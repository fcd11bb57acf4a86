//! Expression lowering.

use crate::ast::{Expr, FieldInit, Node, NodeKind};
use crate::sema::type_registry::{InterfaceType, StructType, Type};

use super::Cg;

impl<'e, 'a> Cg<'e, 'a> {
    pub(crate) fn lower_expr(&self, node: &'a Node<'a>) -> String {
        let NodeKind::Expr(e) = &node.kind else {
            return String::new();
        };
        match e {
            Expr::IntegerLiteral { text } => text.to_string(),
            Expr::FloatLiteral { text } => text.to_string(),
            Expr::StringLiteral { text } => {
                let raw = &text[1..text.len() - 1];
                format!("(anc__string){{ .ptr = (uint8_t*)\"{raw}\", .len = {} }}", raw.len())
            }
            Expr::BoolLiteral { value } => if *value { "true" } else { "false" }.to_string(),
            Expr::NullLiteral => "NULL".to_string(),
            Expr::SelfExpr => "self".to_string(),
            Expr::Identifier { name } => self.lower_identifier(name),
            Expr::Binary { op, left, right } => self.lower_binary(*op, *left, *right),
            Expr::Unary { op, operand } => self.lower_unary(*op, *operand),
            Expr::Paren { inner } => format!("({})", self.lower_expr(inner)),
            Expr::Call { callee, args, .. } => self.lower_call(node, *callee, args),
            Expr::FieldAccess { object, field_name } => self.lower_field_access(*object, field_name),
            Expr::MethodCall { object, method_name, args } => {
                self.lower_method_call(node, *object, method_name, args)
            }
            Expr::StructLiteral { struct_name, fields, .. } => self.lower_struct_literal(node, struct_name, fields),
            Expr::Cast { expr, .. } => {
                let ty = node.resolved_type.get().expect("cast resolved by the analyzer");
                format!("(({}){})", self.types.c_type(ty), self.lower_expr(expr))
            }
            Expr::Sizeof { type_node } => {
                let ty = type_node.resolved_type.get().expect("sizeof operand resolved by the analyzer");
                format!("sizeof({})", self.types.c_type(ty))
            }
            Expr::ArrayLiteral { elements } => self.lower_array_literal(node, elements),
            Expr::Index { object, index } => self.lower_index(*object, *index),
        }
    }

    fn resolved(node: &'a Node<'a>) -> &'a Type<'a> {
        node.resolved_type.get().expect("node type resolved by the analyzer")
    }

    fn lower_identifier(&self, name: &'a str) -> String {
        if self.is_local(name) {
            return name.to_string();
        }
        let found = self.graph.get(self.module).symbols.borrow().get(name).map(|s| s.source);
        if let Some(owner) = found {
            let owner_dotted = self.graph.get(owner).dotted_path;
            return super::mangle::mangle_symbol(self.pkg, owner_dotted, name);
        }
        name.to_string()
    }

    fn lower_binary(&self, op: crate::ast::BinaryOp, left: &'a Node<'a>, right: &'a Node<'a>) -> String {
        use crate::ast::BinaryOp::*;
        let l = self.lower_expr(left);
        let r = self.lower_expr(right);
        let c_op = match op {
            Add => "+",
            Sub => "-",
            Mul => "*",
            Div => "/",
            BitXor => "^",
            Equal => "==",
            NotEqual => "!=",
            Less => "<",
            Greater => ">",
            LessEqual => "<=",
            GreaterEqual => ">=",
            And => "&&",
            Or => "||",
        };
        format!("({l} {c_op} {r})")
    }

    fn lower_unary(&self, op: crate::ast::UnaryOp, operand: &'a Node<'a>) -> String {
        use crate::ast::UnaryOp::*;
        let o = self.lower_expr(operand);
        match op {
            Neg => format!("(-{o})"),
            Not => format!("(!{o})"),
            Ref => format!("(&{o})"),
            Deref => format!("(*{o})"),
        }
    }

    /// `.` on struct values and on an interface carried by value
    /// (`Ref(Interface)` — itself a by-value fat-ref struct); `->` on
    /// every other pointer-like type.
    fn access_op(ty: &Type<'_>) -> &'static str {
        match ty {
            Type::Ref(Type::Interface(_)) => ".",
            Type::Ref(_) | Type::Ptr(_) => "->",
            _ => ".",
        }
    }

    fn lower_field_access(&self, object: &'a Node<'a>, field_name: &'a str) -> String {
        let op = Self::access_op(Self::resolved(object));
        format!("{}{op}{field_name}", self.lower_expr(object))
    }

    fn lower_index(&self, object: &'a Node<'a>, index: &'a Node<'a>) -> String {
        let op = Self::access_op(Self::resolved(object));
        format!("{}{op}ptr[{}]", self.lower_expr(object), self.lower_expr(index))
    }

    fn lower_call(&self, call_node: &'a Node<'a>, callee: &'a Node<'a>, args: &[&'a Node<'a>]) -> String {
        let NodeKind::Expr(Expr::Identifier { name }) = &callee.kind else {
            return "/* unsupported call target */".to_string();
        };
        if let Some(raw) = call_node.mangled.get() {
            let full = self.resolve_instantiation_symbol(raw);
            return format!("{full}({})", self.lower_plain_args(args));
        }
        let found = self
            .graph
            .get(self.module)
            .symbols
            .borrow()
            .get(name)
            .map(|s| (s.node, s.source));
        let Some((decl_node, owner)) = found else {
            return format!("{name}({})", self.lower_plain_args(args));
        };
        let owner_dotted = self.graph.get(owner).dotted_path;
        let mangled = super::mangle::mangle_symbol(self.pkg, owner_dotted, name);
        let params: Vec<&Type> = match decl_node.resolved_type.get() {
            Some(Type::Func(ft)) => ft.params.clone(),
            _ => Vec::new(),
        };
        format!("{mangled}({})", self.lower_coerced_args(&params, args))
    }

    fn lower_plain_args(&self, args: &[&'a Node<'a>]) -> String {
        args.iter().map(|a| self.lower_expr(a)).collect::<Vec<_>>().join(", ")
    }

    /// Lowers call arguments, inserting the interface fat-pointer literal
    /// wherever a `&Struct` argument satisfies an
    /// `&Interface` parameter.
    fn lower_coerced_args(&self, params: &[&'a Type<'a>], args: &[&'a Node<'a>]) -> String {
        args.iter()
            .enumerate()
            .map(|(i, a)| {
                let text = self.lower_expr(a);
                match params.get(i) {
                    Some(param_ty) => self.coerce(param_ty, Self::resolved(a), &text),
                    None => text,
                }
            })
            .collect::<Vec<_>>()
            .join(", ")
    }

    /// Wraps `text` in the interface ref literal when `value_ty` is a
    /// struct reference being passed where `param_ty` wants an interface
    /// reference; every other implicit conversion is a no-op in C, since
    /// primitives/pointers/slices already share representation across
    /// the conversion.
    pub(crate) fn coerce(&self, param_ty: &'a Type<'a>, value_ty: &'a Type<'a>, text: &str) -> String {
        let (Some(iface), Some(struct_ty)) = (Self::unwrap_interface(param_ty), Self::unwrap_struct(value_ty)) else {
            return text.to_string();
        };
        let vtable = super::mangle::mangle_vtable_instance(self.pkg, struct_ty.module_name, struct_ty.name, iface.name);
        let ref_ty = self.types.interface_ref_name(iface.module_name, iface.name);
        format!("({ref_ty}){{ .data = {text}, .vtable = &{vtable} }}")
    }

    fn unwrap_interface(ty: &'a Type<'a>) -> Option<&'a InterfaceType<'a>> {
        match *ty {
            Type::Ref(&Type::Interface(i)) | Type::Ptr(&Type::Interface(i)) | Type::Interface(i) => Some(i),
            _ => None,
        }
    }

    fn unwrap_struct(ty: &'a Type<'a>) -> Option<&'a StructType<'a>> {
        match *ty {
            Type::Ref(&Type::Struct(s)) | Type::Ptr(&Type::Struct(s)) | Type::Struct(s) => Some(s),
            _ => None,
        }
    }

    fn lower_struct_literal(&self, node: &'a Node<'a>, _struct_name: &str, fields: &[FieldInit<'a>]) -> String {
        let ty = Self::resolved(node);
        let c_ty = self.types.c_type(ty);
        let Type::Struct(struct_ty) = *ty else {
            return format!("({c_ty}){{ 0 }}");
        };
        let inits: Vec<String> = fields
            .iter()
            .map(|f| {
                let field_ty = struct_ty
                    .find_field(f.name)
                    .and_then(|fld| fld.type_node.resolved_type.get())
                    .expect("struct literal field resolved by the analyzer");
                let text = self.lower_expr(f.value);
                format!(".{} = {}", f.name, self.coerce(field_ty, Self::resolved(f.value), &text))
            })
            .collect();
        format!("({c_ty}){{ {} }}", inits.join(", "))
    }

    fn lower_array_literal(&self, node: &'a Node<'a>, elements: &[&'a Node<'a>]) -> String {
        let ty = Self::resolved(node);
        let Type::Array(elem, _) = ty else {
            return "{ 0 }".to_string();
        };
        let elem_c = self.types.c_type(elem);
        let slice_ty = self.types.slice_struct_name(elem);
        let items: Vec<String> = elements.iter().map(|e| self.lower_expr(e)).collect();
        format!(
            "({slice_ty}){{ .ptr = ({elem_c}[]){{ {} }}, .len = {} }}",
            items.join(", "),
            elements.len()
        )
    }

    fn lower_method_call(
        &self,
        call_node: &'a Node<'a>,
        object: &'a Node<'a>,
        method_name: &'a str,
        args: &[&'a Node<'a>],
    ) -> String {
        let obj_ty = Self::resolved(object);
        if Self::unwrap_interface(obj_ty).is_some() {
            let op = Self::access_op(obj_ty);
            let obj = self.lower_expr(object);
            let rest = self.lower_plain_args(args);
            let sep = if args.is_empty() { "" } else { ", " };
            return format!("{obj}{op}vtable->{method_name}({obj}{op}data{sep}{rest})");
        }

        if let Some(raw) = call_node.mangled.get() {
            let full = self.resolve_instantiation_symbol(raw);
            let self_arg = self.lower_self_arg(object, obj_ty);
            let rest = self.lower_plain_args(args);
            let sep = if args.is_empty() { "" } else { ", " };
            return format!("{full}({self_arg}{sep}{rest})");
        }

        let Some(struct_ty) = Self::deref_struct(obj_ty) else {
            return format!("/* unresolved method call {method_name} */");
        };
        let mangled = self.types.mangle_method_name(struct_ty.module_name, struct_ty.name, method_name);
        let self_arg = self.lower_self_arg(object, obj_ty);
        let params: Vec<&Type> = struct_ty
            .find_method(method_name)
            .and_then(|m| m.resolved_type.get())
            .map(|t| match t {
                Type::Func(ft) => ft.params.clone(),
                _ => Vec::new(),
            })
            .unwrap_or_default();
        let rest = self.lower_coerced_args(&params, args);
        let sep = if args.is_empty() { "" } else { ", " };
        format!("{mangled}({self_arg}{sep}{rest})")
    }

    fn lower_self_arg(&self, object: &'a Node<'a>, obj_ty: &'a Type<'a>) -> String {
        let text = self.lower_expr(object);
        match obj_ty {
            Type::Ref(_) | Type::Ptr(_) => text,
            _ => format!("(&{text})"),
        }
    }

    fn deref_struct(ty: &'a Type<'a>) -> Option<&'a StructType<'a>> {
        match *ty {
            Type::Struct(s) => Some(s),
            Type::Ref(inner) | Type::Ptr(inner) => Self::deref_struct(inner),
            _ => None,
        }
    }
}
-*-
> _TRY IT_: Repeat exactly the lines of the listing above, from the one with "unresolved method call" down to the one with "Type::Ref(inner) | Type::Ptr(inner)"; both of those lines belong in the range.

> _OUTPUT BELOW_:
            return format!("/* unresolved method call {method_name} */");
        };
        let mangled = self.types.mangle_method_name(struct_ty.module_name, struct_ty.name, method_name);
        let self_arg = self.lower_self_arg(object, obj_ty);
        let params: Vec<&Type> = struct_ty
            .find_method(method_name)
            .and_then(|m| m.resolved_type.get())
            .map(|t| match t {
                Type::Func(ft) => ft.params.clone(),
                _ => Vec::new(),
            })
            .unwrap_or_default();
        let rest = self.lower_coerced_args(&params, args);
        let sep = if args.is_empty() { "" } else { ", " };
        format!("{mangled}({self_arg}{sep}{rest})")
    }

    fn lower_self_arg(&self, object: &'a Node<'a>, obj_ty: &'a Type<'a>) -> String {
        let text = self.lower_expr(object);
        match obj_ty {
            Type::Ref(_) | Type::Ptr(_) => text,
            _ => format!("(&{text})"),
        }
    }

    fn deref_struct(ty: &'a Type<'a>) -> Option<&'a StructType<'a>> {
        match *ty {
            Type::Struct(s) => Some(s),
            Type::Ref(inner) | Type::Ptr(inner) => Self::deref_struct(inner),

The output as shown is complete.